Dinamika Politik Amerika Serikat
Di sisi lain, Ketua PBNU, KH Ulil Abshar Abdalla menyoroti bagaimana kebijakan Amerika Serikat terhadap Palestina bergantung pada pemerintahan yang sedang berkuasa.
“Di era Biden, politikus AS cenderung pro-Israel, tetapi publik Amerika semakin banyak yang bersimpati kepada Palestina. Sebaliknya, di era Trump, ada upaya sistematis untuk membungkam opini yang mendukung Palestina,” paparnya.
Ia mencontohkan kasus Mahmoud Khalil, seorang mahasiswa Universitas Columbia, yang ditangkap karena menjadi aktor intelektual di balik gelombang demonstrasi pro-Palestina di Amerika Serikat.
“Era Trump ada upaya memberangus opini simpati kepada Palestina. Suara pro-Palestina hendak diberangus,” imbuhnya.
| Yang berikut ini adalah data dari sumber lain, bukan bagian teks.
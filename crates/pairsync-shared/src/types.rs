use std::collections::BTreeSet;

use serde::{Deserialize, Serialize};

use crate::constants::{
    IDENTITY_ID_SIZE, KDF_CONTEXT_IDENTITY_ID, MIN_TOPIC_PARTICIPANTS, TOPIC_ID_SEPARATOR,
};
use crate::error::{IdentityError, TopicError};

// Identity id = BLAKE3 derive_key over the Ed25519 public key (32 bytes).
// Byte order and lowercase-hex order agree, so the derived `Ord` sorts the
// same way the textual form does.
#[derive(Debug, Clone, Copy, Serialize, Deserialize, PartialEq, Eq, Hash, PartialOrd, Ord)]
pub struct IdentityId(pub [u8; IDENTITY_ID_SIZE]);

impl IdentityId {
    /// Derive the id of an identity from its public key.
    pub fn from_public_key(public_key: &[u8; 32]) -> Self {
        Self(blake3::derive_key(KDF_CONTEXT_IDENTITY_ID, public_key))
    }

    pub fn to_hex(&self) -> String {
        hex::encode(self.0)
    }

    pub fn from_hex(s: &str) -> Result<Self, IdentityError> {
        let bytes = hex::decode(s).map_err(|e| IdentityError::InvalidId(e.to_string()))?;
        if bytes.len() != IDENTITY_ID_SIZE {
            return Err(IdentityError::InvalidId(format!(
                "expected {} bytes, got {}",
                IDENTITY_ID_SIZE,
                bytes.len()
            )));
        }
        let mut arr = [0u8; IDENTITY_ID_SIZE];
        arr.copy_from_slice(&bytes);
        Ok(Self(arr))
    }

    pub fn short(&self) -> String {
        self.to_hex()[..8].to_string()
    }
}

impl std::fmt::Display for IdentityId {
    fn fmt(&self, f: &mut std::fmt::Formatter<'_>) -> std::fmt::Result {
        write!(f, "{}", self.to_hex())
    }
}

impl std::str::FromStr for IdentityId {
    type Err = IdentityError;

    fn from_str(s: &str) -> Result<Self, Self::Err> {
        Self::from_hex(s)
    }
}

/// Id of a conversation between a fixed set of participants.
///
/// The textual form is the sorted participant ids joined with
/// [`TOPIC_ID_SEPARATOR`]. Every participant computes the same id for the
/// same set, whatever order they list it in.
#[derive(Debug, Clone, PartialEq, Eq, Hash, PartialOrd, Ord, Serialize, Deserialize)]
#[serde(try_from = "String", into = "String")]
pub struct TopicId(String);

impl TopicId {
    /// Derive the topic id for a participant set. Duplicates are ignored.
    pub fn for_participants<'a, I>(participants: I) -> Result<Self, TopicError>
    where
        I: IntoIterator<Item = &'a IdentityId>,
    {
        let sorted: BTreeSet<IdentityId> = participants.into_iter().copied().collect();
        if sorted.len() < MIN_TOPIC_PARTICIPANTS {
            return Err(TopicError::TooFewParticipants {
                found: sorted.len(),
                min: MIN_TOPIC_PARTICIPANTS,
            });
        }

        let joined = sorted
            .iter()
            .map(IdentityId::to_hex)
            .collect::<Vec<_>>()
            .join(TOPIC_ID_SEPARATOR);
        Ok(Self(joined))
    }

    /// Parse a textual topic id, rejecting anything that is not the
    /// canonical form [`TopicId::for_participants`] would produce.
    pub fn parse(s: &str) -> Result<Self, TopicError> {
        let mut ids = Vec::new();
        for part in s.split(TOPIC_ID_SEPARATOR) {
            let id = IdentityId::from_hex(part)
                .map_err(|_| TopicError::InvalidParticipant(part.to_string()))?;
            ids.push(id);
        }

        let canonical = Self::for_participants(&ids)?;
        if canonical.0 != s {
            return Err(TopicError::NotCanonical(s.to_string()));
        }
        Ok(canonical)
    }

    pub fn as_str(&self) -> &str {
        &self.0
    }

    /// The participant set encoded in this id.
    pub fn participants(&self) -> BTreeSet<IdentityId> {
        // The id was validated on construction, so every part parses.
        self.0
            .split(TOPIC_ID_SEPARATOR)
            .filter_map(|part| IdentityId::from_hex(part).ok())
            .collect()
    }

    pub fn contains(&self, identity: &IdentityId) -> bool {
        self.participants().contains(identity)
    }

    /// Every participant except `me`.
    pub fn others(&self, me: &IdentityId) -> Vec<IdentityId> {
        self.participants()
            .into_iter()
            .filter(|id| id != me)
            .collect()
    }

    /// Abbreviated form for log lines.
    pub fn short(&self) -> String {
        self.participants()
            .iter()
            .map(IdentityId::short)
            .collect::<Vec<_>>()
            .join(TOPIC_ID_SEPARATOR)
    }
}

impl std::fmt::Display for TopicId {
    fn fmt(&self, f: &mut std::fmt::Formatter<'_>) -> std::fmt::Result {
        f.write_str(&self.0)
    }
}

impl TryFrom<String> for TopicId {
    type Error = TopicError;

    fn try_from(value: String) -> Result<Self, Self::Error> {
        Self::parse(&value)
    }
}

impl From<TopicId> for String {
    fn from(topic: TopicId) -> Self {
        topic.0
    }
}

/// Content address of a stored object (BLAKE3, 32 bytes).
#[derive(Debug, Clone, Copy, Serialize, Deserialize, PartialEq, Eq, Hash)]
pub struct ObjectHash(pub [u8; 32]);

impl ObjectHash {
    pub fn to_hex(&self) -> String {
        hex::encode(self.0)
    }

    pub fn from_hex(s: &str) -> Result<Self, hex::FromHexError> {
        let mut arr = [0u8; 32];
        hex::decode_to_slice(s, &mut arr)?;
        Ok(Self(arr))
    }
}

impl std::fmt::Display for ObjectHash {
    fn fmt(&self, f: &mut std::fmt::Formatter<'_>) -> std::fmt::Result {
        write!(f, "{}", self.to_hex())
    }
}

#[cfg(test)]
mod tests {
    use super::*;

    fn id(byte: u8) -> IdentityId {
        IdentityId([byte; 32])
    }

    #[test]
    fn test_topic_id_is_order_independent() {
        let (a, b, c) = (id(0x10), id(0xA0), id(0x3F));

        let abc = TopicId::for_participants([&a, &b, &c]).unwrap();
        let cab = TopicId::for_participants([&c, &a, &b]).unwrap();
        let bca = TopicId::for_participants([&b, &c, &a]).unwrap();

        assert_eq!(abc, cab);
        assert_eq!(abc, bca);
    }

    #[test]
    fn test_topic_id_sorted_and_joined() {
        let (a, b) = (id(0x01), id(0x02));
        let topic = TopicId::for_participants([&b, &a]).unwrap();
        let expected = format!("{}{}{}", a.to_hex(), TOPIC_ID_SEPARATOR, b.to_hex());
        assert_eq!(topic.as_str(), expected);
    }

    #[test]
    fn test_topic_needs_two_participants() {
        let a = id(0x01);
        let err = TopicId::for_participants([&a, &a]).unwrap_err();
        assert_eq!(err, TopicError::TooFewParticipants { found: 1, min: 2 });
    }

    #[test]
    fn test_distinct_sets_do_not_collide() {
        let (a, b, c) = (id(0x01), id(0x02), id(0x03));
        let ab = TopicId::for_participants([&a, &b]).unwrap();
        let ac = TopicId::for_participants([&a, &c]).unwrap();
        let abc = TopicId::for_participants([&a, &b, &c]).unwrap();
        assert_ne!(ab, ac);
        assert_ne!(ab, abc);
    }

    #[test]
    fn test_parse_recovers_participants() {
        let (a, b) = (id(0x07), id(0x09));
        let topic = TopicId::for_participants([&a, &b]).unwrap();
        let parsed = TopicId::parse(topic.as_str()).unwrap();
        assert_eq!(parsed, topic);
        assert!(parsed.contains(&a));
        assert_eq!(parsed.others(&a), vec![b]);
    }

    #[test]
    fn test_parse_rejects_unsorted_and_garbage() {
        let (a, b) = (id(0x01), id(0x02));
        let unsorted = format!("{}{}{}", b.to_hex(), TOPIC_ID_SEPARATOR, a.to_hex());
        assert!(matches!(
            TopicId::parse(&unsorted),
            Err(TopicError::NotCanonical(_))
        ));
        assert!(matches!(
            TopicId::parse("not-a-topic"),
            Err(TopicError::InvalidParticipant(_))
        ));
    }

    #[test]
    fn test_identity_id_hex_length_checked() {
        assert!(IdentityId::from_hex("abcd").is_err());
        let a = id(0xAB);
        assert_eq!(IdentityId::from_hex(&a.to_hex()).unwrap(), a);
    }
}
Sejumlah pemimpin dunia Islam, termasuk ulama dan organisasi keagamaan, diharapkan dapat bersatu dalam membentuk koalisi yang kuat untuk mendukung perjuangan Palestina.
Menurut Mahmoud Al-Habbash, tidak ada alasan bagi siapa pun untuk tidak membantu Palestina, setidaknya dengan tidak membenarkan pendudukan Israel.
Dengan berbagai tekanan yang terus meningkat, perjuangan Palestina bukan lagi hanya isu regional, tetapi telah menjadi tanggung jawab moral bagi seluruh dunia.
Dukungan dari negara-negara Muslim, organisasi kemanusiaan, dan masyarakat sipil menjadi kunci untuk memastikan bahwa hak-hak bangsa Palestina tetap diperjuangkan di tingkat global.